__HOW TO COMPLETE THIS TASK__: Each line of the listing below must be returned exactly.

__PROVIDED ENTRIES__:
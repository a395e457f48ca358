//! Attributed text buffer
//!
//! `RichString` is the output buffer every `display` slot renders into.
//! It stores one attribute per character so a single line can mix colors.

use unicode_width::UnicodeWidthChar;

use crate::crt::color::Attr;

/// A single character with its rendering attribute
#[derive(Clone, Copy, Debug, PartialEq, Eq)]
pub struct RichCell {
    pub ch: char,
    pub attr: Attr,
}

/// A line of attributed text
#[derive(Clone, Debug, Default, PartialEq, Eq)]
pub struct RichString {
    cells: Vec<RichCell>,
}

impl RichString {
    pub fn new() -> Self {
        Self::default()
    }

    pub fn with_capacity(capacity: usize) -> Self {
        Self {
            cells: Vec::with_capacity(capacity),
        }
    }

    /// Append `text` rendered with `attr`
    pub fn append(&mut self, attr: Attr, text: &str) {
        self.cells.extend(text.chars().map(|ch| RichCell { ch, attr }));
    }

    pub fn push(&mut self, attr: Attr, ch: char) {
        self.cells.push(RichCell { ch, attr });
    }

    /// Replace the contents with `text` rendered with `attr`
    pub fn write(&mut self, attr: Attr, text: &str) {
        self.cells.clear();
        self.append(attr, text);
    }

    /// Re-color the characters in `start..end` (clamped to the length)
    pub fn set_attr_range(&mut self, attr: Attr, start: usize, end: usize) {
        let end = end.min(self.cells.len());
        if start >= end {
            return;
        }
        for cell in &mut self.cells[start..end] {
            cell.attr = attr;
        }
    }

    /// Re-color the whole line
    pub fn set_attr(&mut self, attr: Attr) {
        let len = self.cells.len();
        self.set_attr_range(attr, 0, len);
    }

    pub fn clear(&mut self) {
        self.cells.clear();
    }

    /// Number of characters
    pub fn len(&self) -> usize {
        self.cells.len()
    }

    pub fn is_empty(&self) -> bool {
        self.cells.is_empty()
    }

    /// Display width in terminal columns
    pub fn width(&self) -> usize {
        self.cells
            .iter()
            .map(|cell| cell.ch.width().unwrap_or(0))
            .sum()
    }

    pub fn cells(&self) -> &[RichCell] {
        &self.cells
    }

    /// Plain text without attributes
    pub fn text(&self) -> String {
        self.cells.iter().map(|cell| cell.ch).collect()
    }

    /// Consecutive runs sharing one attribute, as `(attr, text)`
    pub fn runs(&self) -> Vec<(Attr, String)> {
        let mut runs: Vec<(Attr, String)> = Vec::new();
        for cell in &self.cells {
            match runs.last_mut() {
                Some((attr, text)) if *attr == cell.attr => text.push(cell.ch),
                _ => runs.push((cell.attr, cell.ch.to_string())),
            }
        }
        runs
    }
}

#[cfg(test)]
mod tests {
    use super::*;
    use crate::crt::color::BaseColor;

    #[test]
    fn test_append_and_runs() {
        let red = Attr::color(BaseColor::Red, BaseColor::Reset);
        let mut s = RichString::new();
        s.append(Attr::NORMAL, "PID ");
        s.append(red, "1234");

        assert_eq!(s.text(), "PID 1234");
        assert_eq!(
            s.runs(),
            vec![(Attr::NORMAL, "PID ".to_string()), (red, "1234".to_string())]
        );
    }

    #[test]
    fn test_write_replaces() {
        let mut s = RichString::new();
        s.append(Attr::NORMAL, "old");
        s.write(Attr::BOLD, "new");
        assert_eq!(s.text(), "new");
        assert!(s.cells().iter().all(|c| c.attr == Attr::BOLD));
    }

    #[test]
    fn test_set_attr_range_clamps() {
        let mut s = RichString::new();
        s.append(Attr::NORMAL, "abcdef");
        s.set_attr_range(Attr::BOLD, 4, 100);
        assert_eq!(s.cells()[3].attr, Attr::NORMAL);
        assert_eq!(s.cells()[4].attr, Attr::BOLD);
        assert_eq!(s.cells()[5].attr, Attr::BOLD);

        s.set_attr_range(Attr::BOLD, 10, 12);
        assert_eq!(s.len(), 6);
    }

    #[test]
    fn test_wide_chars() {
        let mut s = RichString::new();
        s.append(Attr::NORMAL, "日本a");
        assert_eq!(s.len(), 3);
        assert_eq!(s.width(), 5);
    }
}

__RESULT OF THE EXERCISE__:
repository a395e457f48ca358
//! Attributed text buffer
//!
//! `RichString` is the output buffer every `display` slot renders into.
//! It stores one attribute per character so a single line can mix colors.

use unicode_width::UnicodeWidthChar;

use crate::crt::color::Attr;

/// A single character with its rendering attribute
#[derive(Clone, Copy, Debug, PartialEq, Eq)]
pub struct RichCell {
    pub ch: char,
    pub attr: Attr,
}

/// A line of attributed text
#[derive(Clone, Debug, Default, PartialEq, Eq)]
pub struct RichString {
    cells: Vec<RichCell>,
}

impl RichString {
    pub fn new() -> Self {
        Self::default()
    }

    pub fn with_capacity(capacity: usize) -> Self {
        Self {
            cells: Vec::with_capacity(capacity),
        }
    }

    /// Append `text` rendered with `attr`
    pub fn append(&mut self, attr: Attr, text: &str) {
        self.cells.extend(text.chars().map(|ch| RichCell { ch, attr }));
    }

    pub fn push(&mut self, attr: Attr, ch: char) {
        self.cells.push(RichCell { ch, attr });
    }

    /// Replace the contents with `text` rendered with `attr`
    pub fn write(&mut self, attr: Attr, text: &str) {
        self.cells.clear();
        self.append(attr, text);
    }

    /// Re-color the characters in `start..end` (clamped to the length)
    pub fn set_attr_range(&mut self, attr: Attr, start: usize, end: usize) {
        let end = end.min(self.cells.len());
        if start >= end {
            return;
        }
        for cell in &mut self.cells[start..end] {
            cell.attr = attr;
        }
    }

    /// Re-color the whole line
    pub fn set_attr(&mut self, attr: Attr) {
        let len = self.cells.len();
        self.set_attr_range(attr, 0, len);
    }

    pub fn clear(&mut self) {
        self.cells.clear();
    }

    /// Number of characters
    pub fn len(&self) -> usize {
        self.cells.len()
    }

    pub fn is_empty(&self) -> bool {
        self.cells.is_empty()
    }

    /// Display width in terminal columns
    pub fn width(&self) -> usize {
        self.cells
            .iter()
            .map(|cell| cell.ch.width().unwrap_or(0))
            .sum()
    }

    pub fn cells(&self) -> &[RichCell] {
        &self.cells
    }

    /// Plain text without attributes
    pub fn text(&self) -> String {
        self.cells.iter().map(|cell| cell.ch).collect()
    }

    /// Consecutive runs sharing one attribute, as `(attr, text)`
    pub fn runs(&self) -> Vec<(Attr, String)> {
        let mut runs: Vec<(Attr, String)> = Vec::new();
        for cell in &self.cells {
            match runs.last_mut() {
                Some((attr, text)) if *attr == cell.attr => text.push(cell.ch),
                _ => runs.push((cell.attr, cell.ch.to_string())),
            }
        }
        runs
    }
}

#[cfg(test)]
mod tests {
    use super::*;
    use crate::crt::color::BaseColor;

    #[test]
    fn test_append_and_runs() {
        let red = Attr::color(BaseColor::Red, BaseColor::Reset);
        let mut s = RichString::new();
        s.append(Attr::NORMAL, "PID ");
        s.append(red, "1234");

        assert_eq!(s.text(), "PID 1234");
        assert_eq!(
            s.runs(),
            vec![(Attr::NORMAL, "PID ".to_string()), (red, "1234".to_string())]
        );
    }

    #[test]
    fn test_write_replaces() {
        let mut s = RichString::new();
        s.append(Attr::NORMAL, "old");
        s.write(Attr::BOLD, "new");
        assert_eq!(s.text(), "new");
        assert!(s.cells().iter().all(|c| c.attr == Attr::BOLD));
    }

    #[test]
    fn test_set_attr_range_clamps() {
        let mut s = RichString::new();
        s.append(Attr::NORMAL, "abcdef");
        s.set_attr_range(Attr::BOLD, 4, 100);
        assert_eq!(s.cells()[3].attr, Attr::NORMAL);
        assert_eq!(s.cells()[4].attr, Attr::BOLD);
        assert_eq!(s.cells()[5].attr, Attr::BOLD);

        s.set_attr_range(Attr::BOLD, 10, 12);
        assert_eq!(s.len(), 6);
    }

    #[test]
    fn test_wide_chars() {
        let mut s = RichString::new();
        s.append(Attr::NORMAL, "日本a");
        assert_eq!(s.len(), 3);
        assert_eq!(s.width(), 5);
    }
}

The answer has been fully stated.